Top of MATERIAL SUPPLIED
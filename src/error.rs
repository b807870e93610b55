//! # Error Types
//!
//! Custom error types for Fuse Monitor using `thiserror`.
//!
//! Faults are split by who can recover from them:
//! - [`HardwareError`]: a single GPIO/ADC access failed. The sampling loop
//!   absorbs these and substitutes a placeholder reading.
//! - [`TransportError`]: a telemetry push failed. Never leaves the sender.
//! - [`FuseMonitorError`]: everything surfaced to callers, including the
//!   configuration and initialization faults that stop the process.

use thiserror::Error;

/// Main error type for Fuse Monitor
#[derive(Debug, Error)]
pub enum FuseMonitorError {
    /// Fuse id outside 1..=64 or mux coordinates out of range
    #[error("Invalid fuse address: {0}")]
    InvalidAddress(String),

    /// Configuration errors
    #[error("Configuration error: {0}")]
    Config(#[from] toml::de::Error),

    /// Hardware capability errors
    #[error("Hardware error: {0}")]
    Hardware(#[from] HardwareError),

    /// CSV encoding errors
    #[error("CSV error: {0}")]
    Csv(#[from] csv::Error),

    /// I/O errors
    #[error("I/O error: {0}")]
    Io(#[from] std::io::Error),

    /// Operation not allowed in the current lifecycle state
    #[error("Invalid state: {0}")]
    InvalidState(String),

    /// Self-test did not pass, monitoring refused
    #[error("Self-test failed: {0}")]
    SelfTestFailed(String),
}

/// Errors raised by the digital-output and ADC capabilities
#[derive(Debug, Error)]
pub enum HardwareError {
    /// Pin is not one of the configured multiplexer lines
    #[error("Invalid GPIO pin {0}")]
    InvalidPin(u8),

    /// ADC channel outside 0..=3
    #[error("Invalid ADC channel {0} (must be 0-3)")]
    InvalidChannel(u8),

    /// Device has not been initialized or was shut down
    #[error("Device not initialized: {0}")]
    NotInitialized(String),

    /// Device did not respond
    #[error("Device disconnected: {0}")]
    Disconnected(String),

    /// Unparseable value read back from the device
    #[error("Invalid device reading: {0}")]
    InvalidReading(String),

    /// Underlying sysfs/IIO file access failed
    #[error("Device I/O error on {path}: {source}")]
    Io {
        path: String,
        #[source]
        source: std::io::Error,
    },
}

impl HardwareError {
    /// Wrap an I/O error with the device path it happened on
    pub fn io(path: impl Into<String>, source: std::io::Error) -> Self {
        Self::Io {
            path: path.into(),
            source,
        }
    }
}

/// Errors raised by a telemetry transport
#[derive(Debug, Error)]
pub enum TransportError {
    /// Request did not complete within the send timeout
    #[error("Request timed out")]
    Timeout,

    /// Connection could not be established or was dropped
    #[error("Connection failed: {0}")]
    Connection(String),

    /// Server answered with a non-success status code
    #[error("Server returned status {0}")]
    Status(u16),

    /// Payload could not be encoded
    #[error("Failed to encode payload: {0}")]
    Encode(String),
}

/// Result type alias for Fuse Monitor
pub type Result<T> = std::result::Result<T, FuseMonitorError>;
Bottom of MATERIAL SUPPLIED
# PROBLEM
Supply the count of lines in the entries that include "Connection", and no other text.

# EXERCISE OUTPUT
3